### [Dataset records]
//! Client-side rate governors.
//!
//! Every dispatch attempt passes through [`RateGovernor::acquire`]. The
//! check-and-update of each governor's state happens under a short
//! `parking_lot` lock that is never held across an `.await`; a slot is only
//! recorded once the caller is actually allowed through, so a caller that is
//! cancelled while sleeping leaves the state exactly as it found it.

use async_trait::async_trait;
use parking_lot::Mutex;
use std::collections::VecDeque;
use std::fmt;
use std::sync::atomic::{AtomicU64, Ordering};
use std::sync::Arc;
use std::time::Duration;
use tokio::time::Instant;
use tracing::debug;

/// Gate that paces outbound calls to stay within a provider's quota.
#[async_trait]
pub trait RateGovernor: Send + Sync + fmt::Debug {
    /// Wait until a dispatch slot is available and claim it.
    ///
    /// Never fails. Returns how long the caller was held back.
    async fn acquire(&self) -> Duration;

    /// Counters describing past acquisitions
    fn stats(&self) -> GovernorStats;
}

/// Counters shared by all governors
#[derive(Debug, Clone, Copy, Default, PartialEq, Eq)]
pub struct GovernorStats {
    /// Slots granted
    pub granted: u64,
    /// Grants that had to wait at least once
    pub throttled: u64,
    /// Total time callers spent waiting
    pub total_wait: Duration,
}

#[derive(Debug, Default)]
struct StatsRecorder {
    granted: AtomicU64,
    throttled: AtomicU64,
    total_wait_us: AtomicU64,
}

impl StatsRecorder {
    fn record_grant(&self, waited: Duration) {
        self.granted.fetch_add(1, Ordering::Relaxed);
        if !waited.is_zero() {
            self.throttled.fetch_add(1, Ordering::Relaxed);
            self.total_wait_us
                .fetch_add(waited.as_micros() as u64, Ordering::Relaxed);
        }
    }

    fn snapshot(&self) -> GovernorStats {
        GovernorStats {
            granted: self.granted.load(Ordering::Relaxed),
            throttled: self.throttled.load(Ordering::Relaxed),
            total_wait: Duration::from_micros(self.total_wait_us.load(Ordering::Relaxed)),
        }
    }
}

/// Outcome of one locked check against a governor's state
enum Slot {
    Granted,
    Wait(Duration),
}

/// Shared acquire loop: check under the lock, sleep outside it, re-check.
async fn acquire_with<F>(kind: &'static str, stats: &StatsRecorder, mut try_claim: F) -> Duration
where
    F: FnMut(Instant) -> Slot + Send,
{
    let started = Instant::now();
    loop {
        match try_claim(Instant::now()) {
            Slot::Granted => {
                let waited = started.elapsed();
                stats.record_grant(waited);
                return waited;
            }
            Slot::Wait(wait) => {
                debug!(governor = kind, wait_ms = wait.as_millis() as u64, "Waiting for rate capacity");
                tokio::time::sleep(wait).await;
            }
        }
    }
}

/// Enforces a minimum spacing between consecutive dispatches.
pub struct FixedIntervalGovernor {
    min_interval: Duration,
    last_call: Mutex<Option<Instant>>,
    stats: StatsRecorder,
}

impl FixedIntervalGovernor {
    /// Create a governor allowing one dispatch per `min_interval`
    pub fn new(min_interval: Duration) -> Self {
        Self {
            min_interval,
            last_call: Mutex::new(None),
            stats: StatsRecorder::default(),
        }
    }

    /// Create a governor from a requests-per-second figure
    pub fn per_second(requests: u32) -> Self {
        Self::new(Duration::from_secs(1) / requests.max(1))
    }

    /// Configured spacing
    pub fn min_interval(&self) -> Duration {
        self.min_interval
    }

    /// Instant of the most recent granted dispatch
    pub fn last_call(&self) -> Option<Instant> {
        *self.last_call.lock()
    }

    fn try_claim(&self, now: Instant) -> Slot {
        let mut last_call = self.last_call.lock();
        let elapsed = match *last_call {
            // saturating: a clock reading earlier than the last call counts as zero elapsed
            Some(previous) => now.saturating_duration_since(previous),
            None => self.min_interval,
        };

        if elapsed >= self.min_interval {
            *last_call = Some(now);
            Slot::Granted
        } else {
            Slot::Wait(self.min_interval - elapsed)
        }
    }
}

#[async_trait]
impl RateGovernor for FixedIntervalGovernor {
    async fn acquire(&self) -> Duration {
        acquire_with("fixed_interval", &self.stats, |now| self.try_claim(now)).await
    }

    fn stats(&self) -> GovernorStats {
        self.stats.snapshot()
    }
}

impl fmt::Debug for FixedIntervalGovernor {
    fn fmt(&self, f: &mut fmt::Formatter<'_>) -> fmt::Result {
        f.debug_struct("FixedIntervalGovernor")
            .field("min_interval", &self.min_interval)
            .field("last_call", &self.last_call())
            .finish()
    }
}

/// Allows at most `max_requests` dispatches in any trailing `window`.
pub struct SlidingWindowGovernor {
    max_requests: usize,
    window: Duration,
    calls: Mutex<VecDeque<Instant>>,
    stats: StatsRecorder,
}

impl SlidingWindowGovernor {
    /// Create a governor; `max_requests` is raised to at least one
    pub fn new(max_requests: u32, window: Duration) -> Self {
        let max_requests = max_requests.max(1) as usize;
        Self {
            max_requests,
            window,
            calls: Mutex::new(VecDeque::with_capacity(max_requests)),
            stats: StatsRecorder::default(),
        }
    }

    /// Configured quota
    pub fn max_requests(&self) -> usize {
        self.max_requests
    }

    /// Configured window
    pub fn window(&self) -> Duration {
        self.window
    }

    /// Dispatch instants currently recorded, oldest first
    pub fn recorded_calls(&self) -> Vec<Instant> {
        self.calls.lock().iter().copied().collect()
    }

    /// Slots available right now
    pub fn remaining(&self) -> usize {
        let mut calls = self.calls.lock();
        Self::prune(&mut calls, Instant::now(), self.window);
        self.max_requests.saturating_sub(calls.len())
    }

    fn prune(calls: &mut VecDeque<Instant>, now: Instant, window: Duration) {
        while let Some(oldest) = calls.front() {
            if now.saturating_duration_since(*oldest) >= window {
                calls.pop_front();
            } else {
                break;
            }
        }
    }

    fn try_claim(&self, now: Instant) -> Slot {
        let mut calls = self.calls.lock();
        Self::prune(&mut calls, now, self.window);

        if calls.len() < self.max_requests {
            calls.push_back(now);
            return Slot::Granted;
        }

        match calls.front() {
            Some(oldest) => {
                let exits_at = *oldest + self.window;
                Slot::Wait(exits_at.saturating_duration_since(now))
            }
            None => Slot::Wait(Duration::ZERO),
        }
    }
}

#[async_trait]
impl RateGovernor for SlidingWindowGovernor {
    async fn acquire(&self) -> Duration {
        acquire_with("sliding_window", &self.stats, |now| self.try_claim(now)).await
    }

    fn stats(&self) -> GovernorStats {
        self.stats.snapshot()
    }
}

impl fmt::Debug for SlidingWindowGovernor {
    fn fmt(&self, f: &mut fmt::Formatter<'_>) -> fmt::Result {
        f.debug_struct("SlidingWindowGovernor")
            .field("max_requests", &self.max_requests)
            .field("window", &self.window)
            .field("recorded", &self.calls.lock().len())
            .finish()
    }
}

/// Token bucket state
struct TokenBucket {
    tokens: f64,
    last_refill: Instant,
}

/// Token bucket: bursts up to `capacity`, refilling continuously so that
/// `capacity` tokens return every `refill_interval`.
pub struct TokenBucketGovernor {
    capacity: f64,
    refill_per_sec: f64,
    bucket: Mutex<TokenBucket>,
    stats: StatsRecorder,
}

impl TokenBucketGovernor {
    /// Create a full bucket
    pub fn new(capacity: u32, refill_interval: Duration) -> Self {
        let capacity = f64::from(capacity.max(1));
        let interval = refill_interval.as_secs_f64().max(f64::EPSILON);
        Self {
            capacity,
            refill_per_sec: capacity / interval,
            bucket: Mutex::new(TokenBucket {
                tokens: capacity,
                last_refill: Instant::now(),
            }),
            stats: StatsRecorder::default(),
        }
    }

    /// Whole tokens currently available
    pub fn available_tokens(&self) -> u32 {
        let mut bucket = self.bucket.lock();
        self.refill(&mut bucket, Instant::now());
        bucket.tokens.floor() as u32
    }

    fn refill(&self, bucket: &mut TokenBucket, now: Instant) {
        let elapsed = now.saturating_duration_since(bucket.last_refill);
        bucket.tokens = (bucket.tokens + elapsed.as_secs_f64() * self.refill_per_sec)
            .min(self.capacity);
        bucket.last_refill = now;
    }

    fn try_claim(&self, now: Instant) -> Slot {
        let mut bucket = self.bucket.lock();
        self.refill(&mut bucket, now);

        if bucket.tokens >= 1.0 {
            bucket.tokens -= 1.0;
            Slot::Granted
        } else {
            Slot::Wait(self.wait_for(1.0 - bucket.tokens))
        }
    }

    /// Time until `needed` tokens have refilled, never less than a microsecond
    fn wait_for(&self, needed: f64) -> Duration {
        Duration::try_from_secs_f64(needed / self.refill_per_sec)
            .unwrap_or(Duration::MAX)
            .max(Duration::from_micros(1))
    }
}

#[async_trait]
impl RateGovernor for TokenBucketGovernor {
    async fn acquire(&self) -> Duration {
        acquire_with("token_bucket", &self.stats, |now| self.try_claim(now)).await
    }

    fn stats(&self) -> GovernorStats {
        self.stats.snapshot()
    }
}

impl fmt::Debug for TokenBucketGovernor {
    fn fmt(&self, f: &mut fmt::Formatter<'_>) -> fmt::Result {
        f.debug_struct("TokenBucketGovernor")
            .field("capacity", &self.capacity)
            .field("refill_per_sec", &self.refill_per_sec)
            .finish()
    }
}

/// Governor for vendors without a documented quota
#[derive(Debug, Default)]
pub struct UnlimitedGovernor {
    stats: StatsRecorder,
}

impl UnlimitedGovernor {
    /// Create an unlimited governor
    pub fn new() -> Self {
        Self::default()
    }
}

#[async_trait]
impl RateGovernor for UnlimitedGovernor {
    async fn acquire(&self) -> Duration {
        self.stats.record_grant(Duration::ZERO);
        Duration::ZERO
    }

    fn stats(&self) -> GovernorStats {
        self.stats.snapshot()
    }
}

/// Which governor a client should build.
#[derive(Debug, Clone, PartialEq)]
pub enum GovernorConfig {
    /// At most one dispatch per `min_interval`
    FixedInterval {
        /// Minimum spacing between dispatches
        min_interval: Duration,
    },
    /// At most `max_requests` dispatches in any trailing `window`
    SlidingWindow {
        /// Quota per window
        max_requests: u32,
        /// Window length
        window: Duration,
    },
    /// Bursts up to `capacity`, refilled every `refill_interval`
    TokenBucket {
        /// Bucket size
        capacity: u32,
        /// Time to refill a drained bucket
        refill_interval: Duration,
    },
    /// No client-side limit
    Unlimited,
}

impl Default for GovernorConfig {
    fn default() -> Self {
        Self::Unlimited
    }
}

impl GovernorConfig {
    /// Build a governor to be shared by every request using one credential
    pub fn build(&self) -> Arc<dyn RateGovernor> {
        match *self {
            Self::FixedInterval { min_interval } => {
                Arc::new(FixedIntervalGovernor::new(min_interval))
            }
            Self::SlidingWindow {
                max_requests,
                window,
            } => Arc::new(SlidingWindowGovernor::new(max_requests, window)),
            Self::TokenBucket {
                capacity,
                refill_interval,
            } => Arc::new(TokenBucketGovernor::new(capacity, refill_interval)),
            Self::Unlimited => Arc::new(UnlimitedGovernor::new()),
        }
    }
}

/// Server-reported quota headers
#[derive(Debug, Clone, Default, PartialEq, Eq)]
pub struct RateLimitHeaders {
    /// Maximum requests allowed
    pub limit: Option<u64>,
    /// Remaining requests in current window
    pub remaining: Option<u64>,
    /// Reset value as sent by the server (epoch or delta seconds, vendor specific)
    pub reset: Option<u64>,
    /// `Retry-After` delta-seconds, if sent as an integer
    pub retry_after: Option<u64>,
}

impl RateLimitHeaders {
    /// Parse the conventional `X-RateLimit-*` headers
    pub fn from_headers(headers: &http::HeaderMap) -> Self {
        let read = |name: &str| {
            headers
                .get(name)
                .and_then(|v| v.to_str().ok())
                .and_then(|s| s.trim().parse().ok())
        };

        Self {
            limit: read("x-ratelimit-limit"),
            remaining: read("x-ratelimit-remaining"),
            reset: read("x-ratelimit-reset"),
            retry_after: read("retry-after"),
        }
    }

    /// Returns true if no quota header was present
    pub fn is_empty(&self) -> bool {
        self.limit.is_none()
            && self.remaining.is_none()
            && self.reset.is_none()
            && self.retry_after.is_none()
    }

    /// Returns true if the server reports an exhausted quota
    pub fn is_exhausted(&self) -> bool {
        self.remaining == Some(0)
    }
}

### [Exercise]
State how many lines of the material above contain the word "derive". Say nothing else.

### [Completed exercise]
5